MATERIAL FOR THIS EXERCISE:
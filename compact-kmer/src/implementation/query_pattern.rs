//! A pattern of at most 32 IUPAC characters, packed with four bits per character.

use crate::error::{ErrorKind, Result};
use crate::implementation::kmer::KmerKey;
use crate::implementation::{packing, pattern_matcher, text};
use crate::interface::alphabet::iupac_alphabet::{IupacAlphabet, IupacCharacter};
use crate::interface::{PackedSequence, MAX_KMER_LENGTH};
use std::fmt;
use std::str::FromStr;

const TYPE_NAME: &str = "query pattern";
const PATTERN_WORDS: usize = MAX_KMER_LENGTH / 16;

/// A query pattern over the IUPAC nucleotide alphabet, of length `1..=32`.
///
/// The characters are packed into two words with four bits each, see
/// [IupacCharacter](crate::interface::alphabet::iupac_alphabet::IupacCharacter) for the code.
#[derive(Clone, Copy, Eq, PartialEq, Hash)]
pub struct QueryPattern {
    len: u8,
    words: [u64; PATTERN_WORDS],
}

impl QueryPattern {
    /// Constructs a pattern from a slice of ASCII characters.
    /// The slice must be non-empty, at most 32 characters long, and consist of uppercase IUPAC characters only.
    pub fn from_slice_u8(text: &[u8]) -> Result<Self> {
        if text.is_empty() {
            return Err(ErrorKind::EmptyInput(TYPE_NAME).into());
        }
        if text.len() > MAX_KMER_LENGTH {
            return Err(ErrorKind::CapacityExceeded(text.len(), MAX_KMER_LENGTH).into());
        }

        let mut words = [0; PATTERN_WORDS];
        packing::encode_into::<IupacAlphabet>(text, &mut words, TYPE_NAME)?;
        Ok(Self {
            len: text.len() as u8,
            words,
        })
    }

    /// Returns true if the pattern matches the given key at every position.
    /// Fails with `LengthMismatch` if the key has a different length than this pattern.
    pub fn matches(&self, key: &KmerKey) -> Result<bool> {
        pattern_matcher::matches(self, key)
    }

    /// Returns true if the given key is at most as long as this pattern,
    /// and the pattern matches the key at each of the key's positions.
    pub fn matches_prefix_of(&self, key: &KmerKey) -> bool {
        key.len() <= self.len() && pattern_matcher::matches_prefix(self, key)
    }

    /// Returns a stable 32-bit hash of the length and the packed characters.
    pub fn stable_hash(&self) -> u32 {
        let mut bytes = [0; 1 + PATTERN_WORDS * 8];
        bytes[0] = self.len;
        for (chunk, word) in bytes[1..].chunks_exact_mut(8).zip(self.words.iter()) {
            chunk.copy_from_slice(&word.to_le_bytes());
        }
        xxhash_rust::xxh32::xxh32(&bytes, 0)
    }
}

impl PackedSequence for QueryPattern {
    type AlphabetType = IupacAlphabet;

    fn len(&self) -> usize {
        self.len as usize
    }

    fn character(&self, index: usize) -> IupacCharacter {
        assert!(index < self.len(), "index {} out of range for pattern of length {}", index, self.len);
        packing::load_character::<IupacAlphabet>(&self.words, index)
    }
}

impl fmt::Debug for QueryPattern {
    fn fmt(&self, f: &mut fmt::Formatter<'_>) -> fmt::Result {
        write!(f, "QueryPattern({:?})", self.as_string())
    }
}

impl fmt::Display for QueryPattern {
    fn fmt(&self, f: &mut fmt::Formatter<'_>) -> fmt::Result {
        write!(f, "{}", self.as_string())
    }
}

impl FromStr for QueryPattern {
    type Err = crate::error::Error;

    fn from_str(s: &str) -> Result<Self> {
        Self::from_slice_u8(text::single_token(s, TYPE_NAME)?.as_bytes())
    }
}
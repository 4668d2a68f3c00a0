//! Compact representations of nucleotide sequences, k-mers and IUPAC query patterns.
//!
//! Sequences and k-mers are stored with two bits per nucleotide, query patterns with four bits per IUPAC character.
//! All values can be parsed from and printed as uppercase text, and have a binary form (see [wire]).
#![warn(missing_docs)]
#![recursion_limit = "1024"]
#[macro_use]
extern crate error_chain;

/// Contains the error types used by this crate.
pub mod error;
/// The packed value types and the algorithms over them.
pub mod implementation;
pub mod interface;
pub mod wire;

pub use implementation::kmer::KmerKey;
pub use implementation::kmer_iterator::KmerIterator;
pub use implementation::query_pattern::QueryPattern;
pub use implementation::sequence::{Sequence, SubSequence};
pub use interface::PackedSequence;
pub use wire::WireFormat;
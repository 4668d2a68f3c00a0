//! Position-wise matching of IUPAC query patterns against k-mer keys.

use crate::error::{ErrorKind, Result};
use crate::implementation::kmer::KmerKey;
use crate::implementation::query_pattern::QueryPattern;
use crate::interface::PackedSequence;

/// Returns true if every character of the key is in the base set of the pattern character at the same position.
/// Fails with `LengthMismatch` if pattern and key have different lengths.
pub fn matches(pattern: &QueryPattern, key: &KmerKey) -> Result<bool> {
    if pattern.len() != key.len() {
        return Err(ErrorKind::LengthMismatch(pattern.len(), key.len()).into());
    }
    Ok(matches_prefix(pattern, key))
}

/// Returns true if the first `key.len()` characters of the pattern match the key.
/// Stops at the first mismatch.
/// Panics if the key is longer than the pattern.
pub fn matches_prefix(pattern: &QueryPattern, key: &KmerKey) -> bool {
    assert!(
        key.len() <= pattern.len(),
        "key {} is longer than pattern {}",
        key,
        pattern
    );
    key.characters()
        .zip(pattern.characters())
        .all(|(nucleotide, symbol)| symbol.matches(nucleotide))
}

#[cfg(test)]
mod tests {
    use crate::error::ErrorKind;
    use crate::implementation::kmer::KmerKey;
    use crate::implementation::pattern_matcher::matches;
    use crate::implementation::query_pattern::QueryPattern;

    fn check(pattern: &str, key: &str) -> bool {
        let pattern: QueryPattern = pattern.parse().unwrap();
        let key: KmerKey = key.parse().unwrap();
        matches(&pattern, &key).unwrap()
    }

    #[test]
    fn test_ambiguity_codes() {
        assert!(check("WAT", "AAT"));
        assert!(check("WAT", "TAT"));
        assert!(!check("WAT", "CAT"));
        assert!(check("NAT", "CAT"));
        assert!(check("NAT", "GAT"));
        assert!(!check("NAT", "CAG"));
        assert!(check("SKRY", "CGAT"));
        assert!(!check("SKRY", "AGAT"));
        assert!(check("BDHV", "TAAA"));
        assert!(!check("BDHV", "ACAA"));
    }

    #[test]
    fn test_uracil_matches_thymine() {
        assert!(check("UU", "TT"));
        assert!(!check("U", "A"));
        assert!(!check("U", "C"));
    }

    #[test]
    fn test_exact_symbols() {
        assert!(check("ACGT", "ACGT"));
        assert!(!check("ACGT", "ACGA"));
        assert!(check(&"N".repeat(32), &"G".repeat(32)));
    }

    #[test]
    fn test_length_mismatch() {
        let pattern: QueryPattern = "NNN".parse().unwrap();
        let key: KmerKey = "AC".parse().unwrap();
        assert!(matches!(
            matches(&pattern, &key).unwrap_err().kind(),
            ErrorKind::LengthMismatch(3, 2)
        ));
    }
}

EXERCISE BRIEF:
Above are the entries. Copy exactly the part that opens with the line containing "impl FromStr for" and closes with the line containing "the same position.", and no more.

EXERCISE RESULT:
impl FromStr for QueryPattern {
    type Err = crate::error::Error;

    fn from_str(s: &str) -> Result<Self> {
        Self::from_slice_u8(text::single_token(s, TYPE_NAME)?.as_bytes())
    }
}
repository 4668d2a68f3c00a0
//! Compact representations of nucleotide sequences, k-mers and IUPAC query patterns.
//!
//! Sequences and k-mers are stored with two bits per nucleotide, query patterns with four bits per IUPAC character.
//! All values can be parsed from and printed as uppercase text, and have a binary form (see [wire]).
#![warn(missing_docs)]
#![recursion_limit = "1024"]
#[macro_use]
extern crate error_chain;

/// Contains the error types used by this crate.
pub mod error;
/// The packed value types and the algorithms over them.
pub mod implementation;
pub mod interface;
pub mod wire;

pub use implementation::kmer::KmerKey;
pub use implementation::kmer_iterator::KmerIterator;
pub use implementation::query_pattern::QueryPattern;
pub use implementation::sequence::{Sequence, SubSequence};
pub use interface::PackedSequence;
pub use wire::WireFormat;
repository 4668d2a68f3c00a0
//! Position-wise matching of IUPAC query patterns against k-mer keys.

use crate::error::{ErrorKind, Result};
use crate::implementation::kmer::KmerKey;
use crate::implementation::query_pattern::QueryPattern;
use crate::interface::PackedSequence;

/// Returns true if every character of the key is in the base set of the pattern character at the same position.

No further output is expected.